== Exercise goal ==
In how many lines of the data below does the word "scalar" appear? Reply with the number and nothing more.

━━━ Record extracts ━━━

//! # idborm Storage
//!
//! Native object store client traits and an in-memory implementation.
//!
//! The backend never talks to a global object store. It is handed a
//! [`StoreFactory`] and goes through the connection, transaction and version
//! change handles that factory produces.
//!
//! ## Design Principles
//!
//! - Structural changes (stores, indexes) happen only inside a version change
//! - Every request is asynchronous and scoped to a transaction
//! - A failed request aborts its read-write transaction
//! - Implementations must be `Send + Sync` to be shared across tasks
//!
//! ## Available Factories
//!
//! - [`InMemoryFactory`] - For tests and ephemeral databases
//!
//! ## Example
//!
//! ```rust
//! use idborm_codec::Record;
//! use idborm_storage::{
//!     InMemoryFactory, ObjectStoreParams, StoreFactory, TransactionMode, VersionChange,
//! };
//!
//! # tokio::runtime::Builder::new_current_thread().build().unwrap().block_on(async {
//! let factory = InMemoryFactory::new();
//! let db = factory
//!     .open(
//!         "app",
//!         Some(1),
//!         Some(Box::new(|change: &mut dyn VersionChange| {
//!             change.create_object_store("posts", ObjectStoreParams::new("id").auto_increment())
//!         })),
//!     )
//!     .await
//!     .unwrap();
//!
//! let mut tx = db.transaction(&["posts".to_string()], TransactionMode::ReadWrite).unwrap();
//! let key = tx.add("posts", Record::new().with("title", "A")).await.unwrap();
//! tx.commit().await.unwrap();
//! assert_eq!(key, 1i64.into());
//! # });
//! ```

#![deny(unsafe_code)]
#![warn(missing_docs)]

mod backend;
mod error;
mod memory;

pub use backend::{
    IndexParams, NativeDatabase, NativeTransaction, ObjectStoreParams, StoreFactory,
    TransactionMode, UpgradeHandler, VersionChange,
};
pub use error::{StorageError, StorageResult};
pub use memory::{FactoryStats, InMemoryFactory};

━━━
━━━ Record extracts ━━━

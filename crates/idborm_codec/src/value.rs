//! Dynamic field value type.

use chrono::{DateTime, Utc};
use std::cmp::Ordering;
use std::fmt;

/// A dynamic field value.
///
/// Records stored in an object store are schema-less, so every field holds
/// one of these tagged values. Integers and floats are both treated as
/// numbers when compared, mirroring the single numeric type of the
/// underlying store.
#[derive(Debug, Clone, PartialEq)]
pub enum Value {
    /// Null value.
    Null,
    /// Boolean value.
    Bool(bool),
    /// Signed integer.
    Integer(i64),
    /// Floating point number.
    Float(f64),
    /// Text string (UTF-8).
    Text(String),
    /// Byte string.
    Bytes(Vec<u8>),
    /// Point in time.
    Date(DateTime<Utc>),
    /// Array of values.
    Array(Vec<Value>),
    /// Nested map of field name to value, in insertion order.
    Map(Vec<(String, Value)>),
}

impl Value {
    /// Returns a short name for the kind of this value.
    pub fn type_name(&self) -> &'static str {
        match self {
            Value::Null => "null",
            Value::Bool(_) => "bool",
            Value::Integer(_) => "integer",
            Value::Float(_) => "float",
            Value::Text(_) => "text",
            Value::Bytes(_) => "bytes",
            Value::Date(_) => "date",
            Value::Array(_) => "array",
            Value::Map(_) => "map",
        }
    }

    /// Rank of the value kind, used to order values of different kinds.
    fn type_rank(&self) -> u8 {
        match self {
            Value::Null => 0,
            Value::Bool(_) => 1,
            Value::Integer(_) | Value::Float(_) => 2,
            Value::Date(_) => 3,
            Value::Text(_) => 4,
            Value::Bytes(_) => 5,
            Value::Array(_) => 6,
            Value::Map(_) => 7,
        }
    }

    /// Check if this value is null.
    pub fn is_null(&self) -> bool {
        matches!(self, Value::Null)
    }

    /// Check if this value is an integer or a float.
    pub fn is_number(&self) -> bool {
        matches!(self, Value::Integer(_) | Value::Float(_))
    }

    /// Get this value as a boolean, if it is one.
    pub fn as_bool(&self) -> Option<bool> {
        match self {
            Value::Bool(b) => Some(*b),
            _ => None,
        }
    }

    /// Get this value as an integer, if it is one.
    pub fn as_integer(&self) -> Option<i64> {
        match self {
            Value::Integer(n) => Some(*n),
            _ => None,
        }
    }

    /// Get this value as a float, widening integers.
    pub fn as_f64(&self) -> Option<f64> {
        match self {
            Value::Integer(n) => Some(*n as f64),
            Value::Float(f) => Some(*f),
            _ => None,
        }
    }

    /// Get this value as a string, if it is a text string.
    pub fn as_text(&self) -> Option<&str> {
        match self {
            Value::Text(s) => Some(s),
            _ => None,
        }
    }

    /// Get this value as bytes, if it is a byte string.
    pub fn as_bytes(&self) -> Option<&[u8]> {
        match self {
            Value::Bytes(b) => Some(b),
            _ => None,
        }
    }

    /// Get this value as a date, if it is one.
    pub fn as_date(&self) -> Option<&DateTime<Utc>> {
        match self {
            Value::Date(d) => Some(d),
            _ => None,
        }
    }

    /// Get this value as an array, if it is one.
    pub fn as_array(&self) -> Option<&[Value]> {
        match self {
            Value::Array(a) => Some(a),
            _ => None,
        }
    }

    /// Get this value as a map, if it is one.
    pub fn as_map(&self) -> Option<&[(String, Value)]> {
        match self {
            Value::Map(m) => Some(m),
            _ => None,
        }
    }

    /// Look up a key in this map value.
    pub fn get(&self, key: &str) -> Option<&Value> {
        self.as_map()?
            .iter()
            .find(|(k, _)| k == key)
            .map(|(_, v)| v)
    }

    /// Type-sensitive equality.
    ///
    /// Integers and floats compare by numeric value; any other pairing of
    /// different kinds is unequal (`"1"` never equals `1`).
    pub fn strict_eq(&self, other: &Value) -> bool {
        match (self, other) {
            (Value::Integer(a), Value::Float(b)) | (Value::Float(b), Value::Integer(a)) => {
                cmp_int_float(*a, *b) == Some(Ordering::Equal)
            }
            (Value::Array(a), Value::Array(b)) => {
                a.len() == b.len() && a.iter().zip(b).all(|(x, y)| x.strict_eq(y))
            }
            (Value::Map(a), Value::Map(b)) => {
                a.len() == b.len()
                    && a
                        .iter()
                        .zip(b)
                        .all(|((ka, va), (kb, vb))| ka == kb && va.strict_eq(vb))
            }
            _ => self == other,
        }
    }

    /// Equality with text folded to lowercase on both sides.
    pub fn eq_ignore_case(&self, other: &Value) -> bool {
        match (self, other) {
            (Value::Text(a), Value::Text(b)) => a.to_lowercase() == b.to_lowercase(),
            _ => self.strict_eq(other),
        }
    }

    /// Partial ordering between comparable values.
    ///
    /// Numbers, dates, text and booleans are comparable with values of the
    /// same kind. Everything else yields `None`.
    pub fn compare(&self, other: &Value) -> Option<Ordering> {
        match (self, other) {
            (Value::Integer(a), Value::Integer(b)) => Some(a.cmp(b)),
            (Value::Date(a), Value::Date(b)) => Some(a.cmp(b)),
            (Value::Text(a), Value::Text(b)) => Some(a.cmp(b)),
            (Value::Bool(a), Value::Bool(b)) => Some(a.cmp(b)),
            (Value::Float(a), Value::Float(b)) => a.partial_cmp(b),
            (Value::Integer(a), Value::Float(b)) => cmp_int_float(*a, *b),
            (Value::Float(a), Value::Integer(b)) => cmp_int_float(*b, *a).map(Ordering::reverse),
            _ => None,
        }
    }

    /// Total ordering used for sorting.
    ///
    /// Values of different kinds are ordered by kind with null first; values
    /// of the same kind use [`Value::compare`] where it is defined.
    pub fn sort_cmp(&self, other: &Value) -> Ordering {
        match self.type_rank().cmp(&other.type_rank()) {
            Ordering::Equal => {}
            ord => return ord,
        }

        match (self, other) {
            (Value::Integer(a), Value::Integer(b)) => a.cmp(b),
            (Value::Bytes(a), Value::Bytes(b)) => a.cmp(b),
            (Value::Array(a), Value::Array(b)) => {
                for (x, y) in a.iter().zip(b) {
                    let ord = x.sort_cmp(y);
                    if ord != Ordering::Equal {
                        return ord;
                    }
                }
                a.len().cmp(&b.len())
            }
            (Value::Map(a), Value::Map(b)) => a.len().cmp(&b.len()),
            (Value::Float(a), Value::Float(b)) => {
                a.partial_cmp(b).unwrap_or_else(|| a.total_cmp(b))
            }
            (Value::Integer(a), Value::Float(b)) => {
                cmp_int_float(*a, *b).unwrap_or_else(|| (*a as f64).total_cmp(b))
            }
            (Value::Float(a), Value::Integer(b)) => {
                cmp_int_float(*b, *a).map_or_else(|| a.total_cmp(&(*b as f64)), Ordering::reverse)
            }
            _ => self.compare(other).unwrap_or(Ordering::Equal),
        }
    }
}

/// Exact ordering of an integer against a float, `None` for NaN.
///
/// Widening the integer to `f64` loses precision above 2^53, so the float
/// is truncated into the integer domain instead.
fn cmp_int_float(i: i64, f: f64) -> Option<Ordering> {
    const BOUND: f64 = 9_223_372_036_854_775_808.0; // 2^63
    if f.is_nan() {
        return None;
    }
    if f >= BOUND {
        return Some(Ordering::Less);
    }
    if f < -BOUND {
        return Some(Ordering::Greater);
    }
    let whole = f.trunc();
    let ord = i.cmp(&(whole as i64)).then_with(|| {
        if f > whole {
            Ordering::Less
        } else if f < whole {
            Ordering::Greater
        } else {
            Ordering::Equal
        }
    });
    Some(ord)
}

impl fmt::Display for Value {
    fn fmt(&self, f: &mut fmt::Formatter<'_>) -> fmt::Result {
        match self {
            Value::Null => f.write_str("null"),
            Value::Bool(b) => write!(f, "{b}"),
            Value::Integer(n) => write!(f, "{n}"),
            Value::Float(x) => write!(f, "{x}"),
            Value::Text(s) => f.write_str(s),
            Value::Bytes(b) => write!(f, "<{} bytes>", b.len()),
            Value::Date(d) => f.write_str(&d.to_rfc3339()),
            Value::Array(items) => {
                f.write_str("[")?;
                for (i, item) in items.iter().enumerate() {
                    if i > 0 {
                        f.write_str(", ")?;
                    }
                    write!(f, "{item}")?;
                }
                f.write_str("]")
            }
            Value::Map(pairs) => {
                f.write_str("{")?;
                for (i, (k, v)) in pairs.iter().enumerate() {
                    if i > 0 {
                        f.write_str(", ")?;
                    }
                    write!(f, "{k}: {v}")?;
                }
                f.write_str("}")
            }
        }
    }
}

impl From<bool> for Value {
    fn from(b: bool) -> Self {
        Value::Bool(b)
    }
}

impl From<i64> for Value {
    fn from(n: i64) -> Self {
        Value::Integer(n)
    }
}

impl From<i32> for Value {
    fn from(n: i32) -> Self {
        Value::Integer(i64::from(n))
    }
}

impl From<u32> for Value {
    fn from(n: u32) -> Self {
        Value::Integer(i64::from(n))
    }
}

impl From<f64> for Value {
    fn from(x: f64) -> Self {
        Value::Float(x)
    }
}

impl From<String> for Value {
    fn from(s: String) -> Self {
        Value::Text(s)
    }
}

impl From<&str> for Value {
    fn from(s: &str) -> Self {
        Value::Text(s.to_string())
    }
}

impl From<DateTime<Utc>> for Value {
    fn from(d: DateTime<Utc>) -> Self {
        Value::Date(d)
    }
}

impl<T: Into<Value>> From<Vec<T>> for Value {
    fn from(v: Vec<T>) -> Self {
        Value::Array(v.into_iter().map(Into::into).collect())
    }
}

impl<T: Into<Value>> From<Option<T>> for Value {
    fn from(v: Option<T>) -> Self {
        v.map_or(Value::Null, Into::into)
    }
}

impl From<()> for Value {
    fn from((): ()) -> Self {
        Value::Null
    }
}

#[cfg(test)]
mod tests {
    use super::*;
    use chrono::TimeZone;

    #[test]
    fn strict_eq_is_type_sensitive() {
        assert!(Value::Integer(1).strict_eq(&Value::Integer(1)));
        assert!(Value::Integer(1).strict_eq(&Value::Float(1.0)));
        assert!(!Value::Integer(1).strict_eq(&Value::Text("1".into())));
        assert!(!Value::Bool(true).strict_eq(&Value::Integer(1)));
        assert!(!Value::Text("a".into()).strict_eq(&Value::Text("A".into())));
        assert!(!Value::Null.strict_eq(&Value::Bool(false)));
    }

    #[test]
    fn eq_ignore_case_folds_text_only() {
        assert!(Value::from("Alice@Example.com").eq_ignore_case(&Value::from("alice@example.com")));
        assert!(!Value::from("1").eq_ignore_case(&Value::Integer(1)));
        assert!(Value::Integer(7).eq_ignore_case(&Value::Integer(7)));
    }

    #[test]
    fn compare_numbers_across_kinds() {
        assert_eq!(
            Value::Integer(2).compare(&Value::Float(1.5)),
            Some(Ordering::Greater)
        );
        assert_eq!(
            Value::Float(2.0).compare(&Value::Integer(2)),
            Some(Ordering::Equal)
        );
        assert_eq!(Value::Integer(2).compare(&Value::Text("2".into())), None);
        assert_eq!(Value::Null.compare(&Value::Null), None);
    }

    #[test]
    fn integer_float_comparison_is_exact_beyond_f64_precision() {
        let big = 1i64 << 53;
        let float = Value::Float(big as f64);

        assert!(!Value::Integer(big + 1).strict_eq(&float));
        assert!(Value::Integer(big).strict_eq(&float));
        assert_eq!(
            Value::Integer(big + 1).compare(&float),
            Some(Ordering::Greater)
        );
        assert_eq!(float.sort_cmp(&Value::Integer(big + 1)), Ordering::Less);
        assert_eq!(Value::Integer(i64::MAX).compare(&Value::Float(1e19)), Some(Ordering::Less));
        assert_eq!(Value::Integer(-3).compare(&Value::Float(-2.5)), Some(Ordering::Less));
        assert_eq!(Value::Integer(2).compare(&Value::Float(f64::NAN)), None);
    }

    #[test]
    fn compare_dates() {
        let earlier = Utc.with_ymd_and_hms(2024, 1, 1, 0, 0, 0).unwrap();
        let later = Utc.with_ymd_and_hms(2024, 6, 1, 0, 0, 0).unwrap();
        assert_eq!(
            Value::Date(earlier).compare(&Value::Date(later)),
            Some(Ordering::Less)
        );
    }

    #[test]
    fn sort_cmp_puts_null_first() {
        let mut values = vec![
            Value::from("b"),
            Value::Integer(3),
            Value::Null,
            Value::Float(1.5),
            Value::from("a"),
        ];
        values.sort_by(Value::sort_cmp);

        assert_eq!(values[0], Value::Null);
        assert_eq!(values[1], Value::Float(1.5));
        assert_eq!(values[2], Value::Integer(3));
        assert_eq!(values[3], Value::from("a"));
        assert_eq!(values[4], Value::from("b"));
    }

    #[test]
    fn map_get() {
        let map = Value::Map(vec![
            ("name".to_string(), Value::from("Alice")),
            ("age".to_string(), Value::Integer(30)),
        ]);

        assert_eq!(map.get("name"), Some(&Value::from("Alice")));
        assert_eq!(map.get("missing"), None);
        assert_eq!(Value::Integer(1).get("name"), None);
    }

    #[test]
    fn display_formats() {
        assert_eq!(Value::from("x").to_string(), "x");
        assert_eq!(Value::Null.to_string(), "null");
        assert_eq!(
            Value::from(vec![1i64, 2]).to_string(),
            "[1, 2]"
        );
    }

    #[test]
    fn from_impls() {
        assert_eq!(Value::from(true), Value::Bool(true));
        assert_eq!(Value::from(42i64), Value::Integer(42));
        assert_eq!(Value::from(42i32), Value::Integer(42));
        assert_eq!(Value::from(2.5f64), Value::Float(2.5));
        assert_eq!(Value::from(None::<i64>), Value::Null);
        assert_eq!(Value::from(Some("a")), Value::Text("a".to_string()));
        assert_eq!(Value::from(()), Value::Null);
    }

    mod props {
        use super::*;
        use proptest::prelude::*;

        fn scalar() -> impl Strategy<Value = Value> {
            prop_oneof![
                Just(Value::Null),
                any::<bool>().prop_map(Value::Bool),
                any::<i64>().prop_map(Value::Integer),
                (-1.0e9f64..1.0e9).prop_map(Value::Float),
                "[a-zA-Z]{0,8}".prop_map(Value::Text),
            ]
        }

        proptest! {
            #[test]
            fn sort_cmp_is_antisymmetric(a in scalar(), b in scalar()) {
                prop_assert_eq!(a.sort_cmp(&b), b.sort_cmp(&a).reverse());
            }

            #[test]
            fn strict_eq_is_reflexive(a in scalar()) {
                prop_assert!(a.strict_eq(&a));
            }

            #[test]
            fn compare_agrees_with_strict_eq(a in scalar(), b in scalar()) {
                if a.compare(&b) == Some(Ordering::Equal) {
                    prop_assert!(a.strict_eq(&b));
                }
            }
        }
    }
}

━━━

== Written response ==
4